Visto que o país deve se tornar o principal alvo em 2022

A HTCia Brasil (High Technology Crime Investigation Association) realiza a 10ª Conferência Internacional de Ciência da Computação Forense e Direito Cibernético (ICoFCS 2018), nos dias 29 e 30 de outubro, em São Paulo e convida Anthony Reyes para liderar uma discussão das principais tendências de cibercrime no mundo e no Brasil e soluções de combate por meio da cooperação com entidades e instituições. 

O evento, idealizado por Paulo Quintiliano, presidente do HTCIA Brazil Chapter, reúne profissionais de tecnologia da informação, computação forense, policiais, peritos, advogados e pesquisadores do Brasil e do mundo para discutir as possibilidades de acordos de cooperação para que o combate ao cibercrime aconteça de forma mais ágil e eficaz entre os países.
 
Segundo Quintiliano, a posição do Brasil no ranking mundial de cibercrime vem ganhando proporção e deve ser acompanhada com rigor, visto que há um movimento muito acentuado de migração de crime para a internet nos últimos anos.
 
“Em 2004 o Banco Mundial indicou que o cibercrime, pela primeira vez, havia movimentado mais dinheiro que o tráfico de drogas.
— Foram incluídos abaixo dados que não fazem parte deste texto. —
//! Histochemical stain configuration.
//!
//! A [`StainConfig`] maps each site to the special stains routinely run on its biopsies. A site
//! without an entry has no routine stains. Two gastric stains are tied to a finding and are only
//! reported for biopsies where that finding was evaluated (see [`SpecialStain`]).

use crate::constants::{HP_STAIN_NAME, IM_STAIN_NAME};
use crate::severity::FindingKind;
use crate::BiopsyLocation;
use report_types::NonEmptyText;
use serde::{Deserialize, Serialize};
use std::collections::BTreeMap;

/// Stain names offered as shortcuts in the stain settings form.
pub const STAIN_NAME_SHORTCUTS: &[&str] = &[
    HP_STAIN_NAME,
    IM_STAIN_NAME,
    "PAS",
    "Giemsa",
    "Masson trikrom",
    "Kongo kırmızısı",
    "Retikülin",
    "Demir (Perls)",
];

/// One configured stain.
#[derive(Clone, Debug, PartialEq, Eq, Serialize, Deserialize)]
#[serde(deny_unknown_fields)]
pub struct StainEntry {
    pub name: NonEmptyText,
    /// Purpose phrase placed before the name, e.g. "Helicobacter pylori için".
    pub description: NonEmptyText,
}

impl StainEntry {
    pub fn new(name: impl AsRef<str>, description: impl AsRef<str>) -> Option<Self> {
        Some(Self {
            name: NonEmptyText::new(name).ok()?,
            description: NonEmptyText::new(description).ok()?,
        })
    }

    pub fn special(&self) -> Option<SpecialStain> {
        SpecialStain::from_name(self.name.as_str())
    }
}

/// Gastric stains that are only reported where their finding was evaluated.
#[derive(Clone, Copy, Debug, PartialEq, Eq)]
pub enum SpecialStain {
    /// Warthin-Starry, tied to the HP evaluation.
    HelicobacterPylori,
    /// PAS+AB, tied to the intestinal metaplasia evaluation.
    IntestinalMetaplasia,
}

impl SpecialStain {
    pub fn from_name(name: &str) -> Option<Self> {
        let name = name.trim();
        if name.eq_ignore_ascii_case(HP_STAIN_NAME) {
            Some(SpecialStain::HelicobacterPylori)
        } else if name.eq_ignore_ascii_case(IM_STAIN_NAME) {
            Some(SpecialStain::IntestinalMetaplasia)
        } else {
            None
        }
    }

    pub fn finding(self) -> FindingKind {
        match self {
            SpecialStain::HelicobacterPylori => FindingKind::Hp,
            SpecialStain::IntestinalMetaplasia => FindingKind::IntestinalMetaplasia,
        }
    }
}

#[derive(Clone, Debug, PartialEq, Eq, Serialize, Deserialize)]
#[serde(transparent)]
pub struct StainConfig {
    entries: BTreeMap<BiopsyLocation, Vec<StainEntry>>,
}

impl Default for StainConfig {
    /// Built-in defaults: the two finding-linked gastric stains and PAS for oesophageal fungi.
    fn default() -> Self {
        let mut config = Self::empty();
        config.add(BiopsyLocation::Esophagus, "PAS", "fungal etkenler için");
        config.add(BiopsyLocation::Stomach, HP_STAIN_NAME, "Helicobacter pylori için");
        config.add(BiopsyLocation::Stomach, IM_STAIN_NAME, "intestinal metaplazi için");
        config
    }
}

impl StainConfig {
    pub fn empty() -> Self {
        Self {
            entries: BTreeMap::new(),
        }
    }

    /// Stains configured for `location`; empty when the site has no entry.
    pub fn stains_for(&self, location: BiopsyLocation) -> &[StainEntry] {
        self.entries
            .get(&location)
            .map(Vec::as_slice)
            .unwrap_or_default()
    }

    /// Appends a stain. Blank name or description is ignored. Duplicates are allowed.
    pub fn add(&mut self, location: BiopsyLocation, name: &str, description: &str) -> bool {
        match StainEntry::new(name, description) {
            Some(entry) => {
                self.entries.entry(location).or_default().push(entry);
                true
            }
            None => {
                tracing::debug!(
                    location = %location,
                    "ignored stain with blank name or description"
                );
                false
            }
        }
    }

    /// Removes the stain at `index` of a site's list. Out-of-range indexes are ignored.
    pub fn remove(&mut self, location: BiopsyLocation, index: usize) -> bool {
        let Some(list) = self.entries.get_mut(&location) else {
            return false;
        };
        if index >= list.len() {
            return false;
        }
        list.remove(index);
        if list.is_empty() {
            self.entries.remove(&location);
        }
        true
    }

    pub fn iter(&self) -> impl Iterator<Item = (BiopsyLocation, &[StainEntry])> {
        self.entries.iter().map(|(loc, list)| (*loc, list.as_slice()))
    }
}

/// Input state of the stain settings form.
///
/// Shortcuts only fill in the name; nothing checks for an existing stain of the same name.
#[derive(Clone, Debug, Default, PartialEq, Eq)]
pub struct StainDraft {
    pub name: String,
    pub description: String,
}

impl StainDraft {
    pub fn apply_shortcut(&mut self, name: &str) {
        self.name = name.to_string();
    }

    /// Adds the draft to `config`. The inputs are cleared only when the stain was added.
    pub fn submit(&mut self, config: &mut StainConfig, location: BiopsyLocation) -> bool {
        let added = config.add(location, &self.name, &self.description);
        if added {
            *self = Self::default();
        }
        added
    }
}

#[cfg(test)]
mod tests {
    use super::*;

    #[test]
    fn default_table_contains_gastric_special_stains() {
        let config = StainConfig::default();
        let specials: Vec<_> = config
            .stains_for(BiopsyLocation::Stomach)
            .iter()
            .filter_map(StainEntry::special)
            .collect();
        assert_eq!(
            specials,
            vec![SpecialStain::HelicobacterPylori, SpecialStain::IntestinalMetaplasia]
        );
        assert!(config.stains_for(BiopsyLocation::Colon).is_empty());
    }

    #[test]
    fn add_rejects_blank_fields_and_allows_duplicates() {
        let mut config = StainConfig::empty();
        assert!(!config.add(BiopsyLocation::Colon, " ", "amiloid için"));
        assert!(!config.add(BiopsyLocation::Colon, "Kongo kırmızısı", ""));
        assert!(config.add(BiopsyLocation::Colon, "Kongo kırmızısı", "amiloid için"));
        assert!(config.add(BiopsyLocation::Colon, "Kongo kırmızısı", "amiloid için"));
        assert_eq!(config.stains_for(BiopsyLocation::Colon).len(), 2);
    }

    #[test]
    fn remove_by_index() {
        let mut config = StainConfig::default();
        assert!(!config.remove(BiopsyLocation::Stomach, 7));
        assert!(config.remove(BiopsyLocation::Stomach, 0));
        let names: Vec<_> = config
            .stains_for(BiopsyLocation::Stomach)
            .iter()
            .map(|s| s.name.as_str())
            .collect();
        assert_eq!(names, vec![IM_STAIN_NAME]);
        assert!(config.remove(BiopsyLocation::Esophagus, 0));
        assert!(!config.remove(BiopsyLocation::Esophagus, 0));
    }

    #[test]
    fn special_stain_names_match_case_insensitively() {
        assert_eq!(
            SpecialStain::from_name(" warthin-starry "),
            Some(SpecialStain::HelicobacterPylori)
        );
        assert_eq!(SpecialStain::from_name("pas+ab"), Some(SpecialStain::IntestinalMetaplasia));
        assert_eq!(SpecialStain::from_name("PAS"), None);
    }

    #[test]
    fn draft_clears_only_on_success() {
        let mut config = StainConfig::empty();
        let mut draft = StainDraft::default();
        draft.apply_shortcut("Giemsa");
        assert!(!draft.submit(&mut config, BiopsyLocation::Stomach));
        assert_eq!(draft.name, "Giemsa");

        draft.description = "Helicobacter pylori için".into();
        assert!(draft.submit(&mut config, BiopsyLocation::Stomach));
        assert_eq!(draft, StainDraft::default());
        assert_eq!(config.stains_for(BiopsyLocation::Stomach).len(), 1);
    }

    #[test]
    fn yaml_shape_is_a_location_map() {
        let yaml = "stomach:\n  - name: Giemsa\n    description: HP için\n";
        let config: StainConfig = serde_yaml::from_str(yaml).expect("parse");
        assert_eq!(config.stains_for(BiopsyLocation::Stomach)[0].name.as_str(), "Giemsa");
    }
}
E estes indicadores tem crescido vertiginosamente, tanto que o Symantec’s 2018 Internet Security Threat Report apontou que os cibercriminosos foram responsáveis pela transação de US$ 600 bilhões no mundo em 2017. Para 2021, a projeção é que esta modalidade de crime movimente US$ 6 trilhões por ano, globalmente”, declara o presidente do HTCIA Brazil Chapter.
 
O Brasil tem apresentado números que devem ser observados com cautela. Foram 62 mil vítimas brasileiras em 2017, atingindo um valor de US$ 22 bilhões desviados por meio de crimes praticados por meio da internet, incluindo-se os phishing scam, ataques de ransomware, violação de propriedades intelectuais, fraudes bancárias, dentre outras condutas para a obtenção de vantagens financeiras ilícitas.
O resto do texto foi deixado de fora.